▶ Task to carry out:
Please return, word for word, the line containing "pub mod page;" and each line after it through the end of the data below, and nothing else.

Data for analysis: Begin

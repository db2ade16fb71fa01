//! Chromium automation over the Chrome DevTools Protocol.
//!
//! `launch` starts the browser, `cdp` speaks the wire protocol, `locator`
//! describes elements the way the scripts think about them (by label,
//! role, text) and `page` turns all of that into navigation, waits and
//! element actions.

pub mod cdp;
pub mod error;
pub mod launch;
pub mod locator;
pub mod page;

use std::path::PathBuf;

pub use error::{is_timeout, BrowserError};
pub use launch::BrowserProcess;
pub use locator::Locator;
pub use page::{Download, Page, SelectOption, WaitState};

use crate::config::AppConfig;

/// Launch a browser and attach to its first tab.
///
/// Downloads land in `download_dir` until a script moves them.
pub async fn open(cfg: &AppConfig, download_dir: PathBuf) -> Result<(BrowserProcess, Page), BrowserError> {
    let process = BrowserProcess::launch(&cfg.browser).await?;
    let client = cdp::CdpClient::connect(process.ws_url()).await?;
    let page = Page::attach(
        client,
        download_dir,
        cfg.timeouts.navigation(),
        cfg.timeouts.element(),
    )
    .await?;
    Ok((process, page))
}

Data for analysis: End

▶ Expected output:
pub mod page;

use std::path::PathBuf;

pub use error::{is_timeout, BrowserError};
pub use launch::BrowserProcess;
pub use locator::Locator;
pub use page::{Download, Page, SelectOption, WaitState};

use crate::config::AppConfig;

/// Launch a browser and attach to its first tab.
///
/// Downloads land in `download_dir` until a script moves them.
pub async fn open(cfg: &AppConfig, download_dir: PathBuf) -> Result<(BrowserProcess, Page), BrowserError> {
    let process = BrowserProcess::launch(&cfg.browser).await?;
    let client = cdp::CdpClient::connect(process.ws_url()).await?;
    let page = Page::attach(
        client,
        download_dir,
        cfg.timeouts.navigation(),
        cfg.timeouts.element(),
    )
    .await?;
    Ok((process, page))
}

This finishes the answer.